Peire Vidal (fl. 12th century) was an Old Occitan troubadour. Forty-five of his songs are extant. The twelve that still have melodies bear testament to the deserved nature of his musical reputation.
There is no contemporary reference to Peire outside of his works of poetry. His vida (a short Occitan biography)—composed about fifty years after his death—and two razos (short commentaries on specific poems) are probably fictionalised works built on episodes from his poems.[1] Only the opening line of the vida is probably reliable. It says that he "was from Toulouse, the son of a furrier": si fo de Tolosa, fils d'un pelissier. The fur and leather industry was well established in Toulouse, near the church of Saint Pierre des Cuisines, in the twelfth century.[1] The rest of the vida is mostly invention based on Peire's poems, but it does contain the only reference to Peire having a wife:
...he took a Greek woman who had been given to him in marriage in Cyprus; and he claimed that she was the niece of the Emperor of Constantinople and through her he should have the right to the Empire. He gathered together all he could obtain to make ships, in order to set out to conquer the empire.[2]
This fantastic story may be based on the historical marriage of Thierry of Flanders and the Damsel of Cyprus, who together laid claim to Cyprus in 1203.[3]

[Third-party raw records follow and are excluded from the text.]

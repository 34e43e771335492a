/*!
# oas-spec

Descriptor-driven object engine for declaring, building, serializing and
reading document trees.

Entity types are declared once as static descriptor tables. Instances are
built through a single generic setter dispatch that understands scalar
fields, nested objects, arrays and keyed maps of objects, and values that may
be either. Hooks and shortcuts layer domain conveniences on top of that
dispatch. A finished instance serializes into an ordered key/value tree, and
the same descriptors read such a tree back into a read-only graph.

## Features

- Lazy, immutable per-type descriptor tables
- Closure, operation-list, bundle and YAML script construction
- Field, object and key hooks; map, block, object, field and alias shortcuts
- Ordered serialization through `serde`
- DOM reading with reference-vs-inline variant resolution

## Usage

```rust
use oas_spec::{bundle, Builder, EntityType, ValueType};
use once_cell::sync::Lazy;
use serde_json::json;

static CONTACT: Lazy<EntityType> = Lazy::new(|| {
    EntityType::define("Contact")
        .fields(["name?", "url?", "email?"])
        .build()
});

let contact = Builder::new(&CONTACT)
    .from_bundle(bundle! { "name" => "API team" })
    .unwrap();
assert_eq!(contact.to_tree(), json!({"name": "API team"}));
```
*/

// Re-export main types
pub use crate::{
    builder::Builder,
    descriptor::{AttributeDescriptor, AttributeKind, Cardinality, EntityRef, Variant, REFERENCE_KEY},
    error::{SpecError, SpecResult},
    hooks::{FieldHook, Hooks, KeyHook, ObjectHook},
    instance::{Instance, Keyed, Slot},
    op::{Block, Call, Op},
    reader::{read, Node},
    registry::{Declaration, EntityType},
    script::parse_script,
    shortcut::Shortcut,
    validate::{missing_required, MissingRequired},
    value::{sym, Bundle, Input, ValueType},
};

// Declarations
pub mod descriptor;
pub mod naming;
pub mod registry;

// Construction
pub mod builder;
pub mod hooks;
pub mod instance;
pub mod op;
pub mod script;
pub mod shortcut;
pub mod value;

// Output and input
pub mod reader;
pub mod serialize;
pub mod validate;

pub mod error;

/// Everything a schema author needs to declare and build entities
pub mod prelude {
    pub use crate::{
        bundle,
        hooks::{default_key, default_named, prefix_symbol},
        sym, AttributeDescriptor, Builder, Bundle, Call, Cardinality, EntityType, Input,
        Instance, Op, SpecError, SpecResult, ValueType, Variant,
    };
}

// Test utilities
#[cfg(test)]
mod test_utils;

Peire started his career, along with the troubadour Bernart Durfort, at the court of Count Raymond V of Toulouse around 1176. He continued there until 1190, when he left to seek another patron after quarrelling with the count.[5] Many of his early poems were addressed to Vierna de Porcellet, a relative of the count's. In some poems Peire, Vierna and Raymond form a love triangle.[5] From Toulouse Peire went to the court of King Alfonso II of Aragon, where he remained in good favour until the king's death in 1196. Afterward he continued to occasionally visit the court of Alfonso's son, Peter II. In the rivalry between the rulers of Toulouse and Aragon, Peire took the side of Aragon. He visited the court of King Alfonso VIII of Castile at Toledo in 1195 and intermittently thereafter until 1201.[6] He also stayed for a time at the court of King Alfonso IX of León, where the Galician–Portuguese lyric was favoured over the Occitan.[6] Among Peire's many lesser patrons were Lord William VIII of Montpellier and his wife, the Byzantine princess Eudokia Komnene.[6] (William was both a vassal of Peter II and his father-in-law.) Peire attended the Aragonese court during some of its visits to Narbonne, but although the ruling viscountess of that city, Ermengarde, was a notable patron of troubadours (like Azalais de Porcairagues) there is no indication that she patronised Peire or that he wrote songs for her.[6]
Peire was also associated with Raimon Jaufre Barral, viscount of Marseille and brother-in-law of Vierna.[6] Barral's son-in-law, Hugh of Baux, was a patron of Peire Vidal. The troubadour Blacatz, a relative of Hugh's of modest wealth, was also a patron.[6]
Peire Vidal is referenced in Ezra Pound's poem Pierre Vidal Old, and Ford Madox Ford's novel The Good Soldier, as well as in Leopold von Sacher-Masoch's novella Venus in Furs. George W. Cronyn wrote a fictionalized biography of Vidal entitled The Fool of Venus: The Story of Peire Vidal (1934), which contains many lines from his poetry, some in Provençal, some in English translation.